_Activity_: Output exactly the first line of the listing and each line after it, through the line that contains "calls; the form's"; add nothing else.

_Records supplied_:
>>>

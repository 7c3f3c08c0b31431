//! In-memory store of open application forms, one entry per form instance.
//!
//! Each form sits behind its own mutex. Handlers hold that lock only for
//! synchronous state changes, never across backend calls; the form's
//! Submitting state is what keeps a second submit out.
//!
//! Closed forms and forms left untouched for longer than the idle TTL are
//! evicted, except while a submission is in flight.

use std::collections::HashMap;
use std::sync::Arc;
use std::time::Duration;

use tokio::sync::{Mutex, RwLock};
use tokio::task::JoinHandle;
use tokio::time::Instant;
use tracing::{debug, info};
use uuid::Uuid;

use crate::application::workflow::{ApplicationForm, SubmissionState};
use crate::errors::AppError;

pub const DEFAULT_FORM_IDLE_TTL: Duration = Duration::from_secs(30 * 60);

pub type SharedForm = Arc<Mutex<ApplicationForm>>;

struct SessionEntry {
    job_id: String,
    form: SharedForm,
    last_seen: Instant,
}

#[derive(Clone)]
pub struct FormSessions {
    inner: Arc<RwLock<HashMap<Uuid, SessionEntry>>>,
    idle_ttl: Duration,
}

impl Default for FormSessions {
    fn default() -> Self {
        Self::new(DEFAULT_FORM_IDLE_TTL)
    }
}

impl FormSessions {
    pub fn new(idle_ttl: Duration) -> Self {
        Self {
            inner: Arc::new(RwLock::new(HashMap::new())),
            idle_ttl,
        }
    }

    /// Registers an opened form. Only one form per job may be open at a time.
    pub async fn insert(&self, form: ApplicationForm) -> Result<Uuid, AppError> {
        let job_id = form.job().id.clone();
        let mut sessions = self.inner.write().await;
        evict(&mut sessions, self.idle_ttl);

        if sessions.values().any(|s| s.job_id == job_id) {
            return Err(AppError::Conflict(format!(
                "An application form for job {job_id} is already open"
            )));
        }

        let id = Uuid::new_v4();
        sessions.insert(
            id,
            SessionEntry {
                job_id,
                form: Arc::new(Mutex::new(form)),
                last_seen: Instant::now(),
            },
        );
        Ok(id)
    }

    /// Looks up a form and marks it as recently used.
    pub async fn get(&self, id: Uuid) -> Result<SharedForm, AppError> {
        let mut sessions = self.inner.write().await;
        let entry = sessions
            .get_mut(&id)
            .ok_or_else(|| AppError::NotFound(format!("Application form {id} not found")))?;
        entry.last_seen = Instant::now();
        Ok(entry.form.clone())
    }

    pub async fn is_open_for_job(&self, job_id: &str) -> bool {
        let mut sessions = self.inner.write().await;
        evict(&mut sessions, self.idle_ttl);
        sessions.values().any(|s| s.job_id == job_id)
    }

    /// Drops the form and its draft.
    pub async fn remove(&self, id: Uuid) {
        self.inner.write().await.remove(&id);
    }

    pub async fn len(&self) -> usize {
        self.inner.read().await.len()
    }

    pub async fn evict_stale(&self) -> usize {
        evict(&mut *self.inner.write().await, self.idle_ttl)
    }

    /// Runs `evict_stale` every `period` until the runtime shuts down.
    pub fn spawn_sweeper(&self, period: Duration) -> JoinHandle<()> {
        let sessions = self.clone();
        tokio::spawn(async move {
            let mut ticker = tokio::time::interval(period);
            loop {
                ticker.tick().await;
                let evicted = sessions.evict_stale().await;
                if evicted > 0 {
                    debug!("Evicted {evicted} stale application forms");
                }
            }
        })
    }
}

/// Removes closed forms and idle ones. A form whose lock is busy, or which is
/// Submitting, is kept. Returns how many entries were dropped.
fn evict(sessions: &mut HashMap<Uuid, SessionEntry>, idle_ttl: Duration) -> usize {
    let before = sessions.len();
    sessions.retain(|id, entry| {
        let keep = match entry.form.try_lock() {
            Ok(form) => match form.state() {
                SubmissionState::Closed => false,
                SubmissionState::Submitting => true,
                _ => entry.last_seen.elapsed() < idle_ttl,
            },
            Err(_) => true,
        };
        if !keep {
            info!("Dropping application form {id} for job {}", entry.job_id);
        }
        keep
    });
    before - sessions.len()
}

<<<

_Answer to this problem_:
repository 7c3f3c08c0b31431
//! In-memory store of open application forms, one entry per form instance.
//!
//! Each form sits behind its own mutex. Handlers hold that lock only for
//! synchronous state changes, never across backend calls; the form's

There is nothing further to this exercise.